Сознание все-таки улетучилось, и последняя мысль, которая зацепила его, была о том, что она так и не знает, жива ли Сычева...
* * *– Что-то ты слабый какой-то, – отвалившись от Глеба, словно насосавшийся клоп, сказала баба, называвшая себя Луизой. – Слабый по мужской части, – уточнила она, выбралась из кровати и, сотрясая бесформенной грудой жира, стала натягивать спортивный костюм.
– М-м-м-м... – промычал Глеб, не открывая глаз. – М-м-м-м...
Он чувствовал себя девушкой, над которой надругалась рота солдат, лягушкой, по которой прошелся каток, бабочкой, которую пришпилили булавкой к гербарию, но больше всего он физически ощутил, что такое «моральный ущерб». Именно моральный, несмотря на боль во всем теле, привкус чеснока на губах и порванный подол красной комбинации. Вернее – благодаря им.
Про Ингу, баню, побег, он и думать забыл. Казалось, все это было забавным приключением по сравнению с этой... Мона Лизой.
– М-м-мама! – позвал зачем-то Афанасьев маму.
– Ну ничего, – бодро сказала Луиза. – Я тебя от импотенции быстро вылечу! У меня еще с зоны такие рецептики припасены – покойники шевелиться начинают, старики резвее кроликов на женский пол прыгают!
Слово «импотенция» больно хлестнуло Афанасьева по мозгам.
Никто никогда не употреблял это слово не только по отношению к нему, но и в его присутствии. Переборов слабость, он резко сел.
– Я не импотент, – как можно жестче произнес он, пытаясь запахнуть разъехавшуюся ниже пояса драную комбинацию.
– Не волнуйся, любимый, – ласково пропела Луиза и потрепала его, как собаку, по шее. – Не переживай!
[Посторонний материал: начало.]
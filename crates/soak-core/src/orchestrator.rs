//! The batch loop.
//!
//! Cycles through the test units in order, forever by default or for a
//! single pass with run-once, handing each run to the recorder and the
//! finished record to diagnostics. The loop owns all stop decisions;
//! the interrupt path only publishes phase changes it reads here.

use tracing::{info, warn};

use crate::config::Config;
use crate::diagnostics;
use crate::error::{Result, SoakError};
use crate::policy;
use crate::recorder::{self, RunContext};
use crate::state::OrchestratorState;
use crate::units::TestUnit;

/// Runs the batch to completion and returns the process exit code.
pub async fn run_batch(
    units: &[TestUnit],
    config: &Config,
    ctx: &RunContext<'_>,
) -> Result<i32> {
    if units.is_empty() {
        return Err(SoakError::Config("no test units given".to_string()));
    }

    let mut state = OrchestratorState::new();
    let mut last_exit = 0;

    'batch: loop {
        for unit in units {
            if ctx.controller.interrupted() {
                state.stop = true;
                break 'batch;
            }

            let record = recorder::execute(unit, config, ctx).await?;
            state.run_count += 1;
            last_exit = record.exit_status;
            if record.exit_status != 0 {
                state.failure_count += 1;
                warn!(
                    unit = %unit.name(),
                    exit_status = record.exit_status,
                    "test run failed"
                );
            }

            if diagnostics::classify_and_recover(&record, config, ctx.hooks).await {
                state.stop = true;
            }
            if record.interrupted {
                state.stop = true;
            }

            if !policy::should_continue(state.stop, record.exit_status, config.keep_going) {
                break 'batch;
            }
        }
        if config.run_once {
            break;
        }
    }

    info!(
        runs = state.run_count,
        failures = state.failure_count,
        "batch finished"
    );
    Ok(state.aggregate_exit_code(last_exit))
}

#[cfg(all(test, unix))]
mod tests {
    use super::*;
    use crate::config::KeepGoing;
    use crate::hooks::HookRunner;
    use crate::interrupt::InterruptController;
    use crate::notify::Notifier;
    use crate::units::split_units;
    use std::os::unix::fs::PermissionsExt;
    use std::path::{Path, PathBuf};
    use tempfile::TempDir;

    fn write_script(dir: &Path, name: &str, body: &str) -> PathBuf {
        let path = dir.join(name);
        std::fs::write(&path, format!("#!/bin/sh\n{body}\n")).unwrap();
        let mut perms = std::fs::metadata(&path).unwrap().permissions();
        perms.set_mode(0o755);
        std::fs::set_permissions(&path, perms).unwrap();
        path
    }

    fn quiet_config(output_dir: &Path) -> Config {
        let mut config = Config::new(output_dir);
        config.collaborators.sensors = "true".to_string();
        config.collaborators.thumbnailer = "true".to_string();
        config
    }

    fn count(counter: &Path) -> usize {
        std::fs::read_to_string(counter).map_or(0, |s| s.lines().count())
    }

    async fn run(units: &[TestUnit], config: &Config) -> i32 {
        let controller = InterruptController::new();
        let notifier = Notifier::disabled();
        let hooks = HookRunner::default();
        let ctx = RunContext {
            controller: &controller,
            notifier: &notifier,
            hooks: &hooks,
        };
        run_batch(units, config, &ctx).await.unwrap()
    }

    #[tokio::test]
    async fn no_units_is_a_config_error() {
        let temp = TempDir::new().unwrap();
        let config = quiet_config(temp.path());
        let controller = InterruptController::new();
        let notifier = Notifier::disabled();
        let hooks = HookRunner::default();
        let ctx = RunContext {
            controller: &controller,
            notifier: &notifier,
            hooks: &hooks,
        };
        assert!(matches!(
            run_batch(&[], &config, &ctx).await,
            Err(SoakError::Config(_))
        ));
    }

    #[tokio::test]
    async fn run_once_executes_each_unit_exactly_once() {
        let temp = TempDir::new().unwrap();
        let counter = temp.path().join("count");
        // a.sh sleeps so b.sh lands in a different second-resolution dir.
        let a = write_script(
            temp.path(),
            "a.sh",
            &format!("echo a >> {}\nsleep 1.1", counter.display()),
        );
        let b = write_script(temp.path(), "b.sh", &format!("echo b >> {}", counter.display()));

        let mut config = quiet_config(&temp.path().join("results"));
        config.run_once = true;
        let units = split_units(&[
            a.display().to_string(),
            b.display().to_string(),
        ]);

        assert_eq!(run(&units, &config).await, 0);
        assert_eq!(
            std::fs::read_to_string(&counter).unwrap(),
            "a\nb\n"
        );
    }

    #[tokio::test]
    async fn strict_stops_at_the_first_failure() {
        let temp = TempDir::new().unwrap();
        let counter = temp.path().join("count");
        // Passes twice, fails on the third invocation. The sleep keeps
        // consecutive runs out of the same second-resolution run dir.
        let script = write_script(
            temp.path(),
            "flaky.sh",
            &format!(
                "sleep 1.1\necho run >> {c}\ntest $(wc -l < {c}) -lt 3",
                c = counter.display()
            ),
        );

        let config = quiet_config(&temp.path().join("results"));
        let units = split_units(&[script.display().to_string()]);

        assert_eq!(run(&units, &config).await, 1);
        assert_eq!(count(&counter), 3);
    }

    #[tokio::test]
    async fn permissive_continues_past_failures_in_a_single_pass() {
        let temp = TempDir::new().unwrap();
        let counter = temp.path().join("count");
        // The sleep keeps the second run out of the first run's
        // second-resolution directory name.
        let fail = write_script(
            temp.path(),
            "fail.sh",
            &format!("echo fail >> {}\nsleep 1.1\nexit 1", counter.display()),
        );
        let pass = write_script(
            temp.path(),
            "pass.sh",
            &format!("echo pass >> {}", counter.display()),
        );

        let mut config = quiet_config(&temp.path().join("results"));
        config.run_once = true;
        config.keep_going = KeepGoing::Permissive;
        let units = split_units(&[fail.display().to_string(), pass.display().to_string()]);

        // Multi-run batches coarsen the exit code.
        assert_eq!(run(&units, &config).await, 1);
        assert_eq!(count(&counter), 2);
    }

    #[tokio::test]
    async fn single_failing_run_propagates_its_literal_status() {
        let temp = TempDir::new().unwrap();
        let script = write_script(temp.path(), "t.sh", "exit 5");

        let mut config = quiet_config(&temp.path().join("results"));
        config.run_once = true;
        let units = split_units(&[script.display().to_string()]);

        assert_eq!(run(&units, &config).await, 5);
    }

    #[tokio::test]
    async fn pre_existing_interrupt_starts_nothing() {
        let temp = TempDir::new().unwrap();
        let counter = temp.path().join("count");
        let script = write_script(
            temp.path(),
            "t.sh",
            &format!("echo run >> {}", counter.display()),
        );

        let config = quiet_config(&temp.path().join("results"));
        let units = split_units(&[script.display().to_string()]);

        let controller = InterruptController::new();
        controller.record_signal();
        let notifier = Notifier::disabled();
        let hooks = HookRunner::default();
        let ctx = RunContext {
            controller: &controller,
            notifier: &notifier,
            hooks: &hooks,
        };

        assert_eq!(run_batch(&units, &config, &ctx).await.unwrap(), 0);
        assert_eq!(count(&counter), 0);
    }
}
Я тебя... тебе все быстро поставлю. Не переживай, любимый!
– Б-б-боюсь, я не смогу быть вашим любимым. – Жесткий тон не получался, а к проблеме импотенции прибавилась проблема заикания.
– А тебя не спрашивает никто – сможешь, не сможешь! – невозмутимо заявила Луиза, рывком застегивая молнию на куртке. – Мне судьба дала шанс, и я не намерена его упускать. Не хочешь – заставим, не можешь – поставим. Давай, быстренько умывайся, переодевайся, и по хозяйству мне помогать!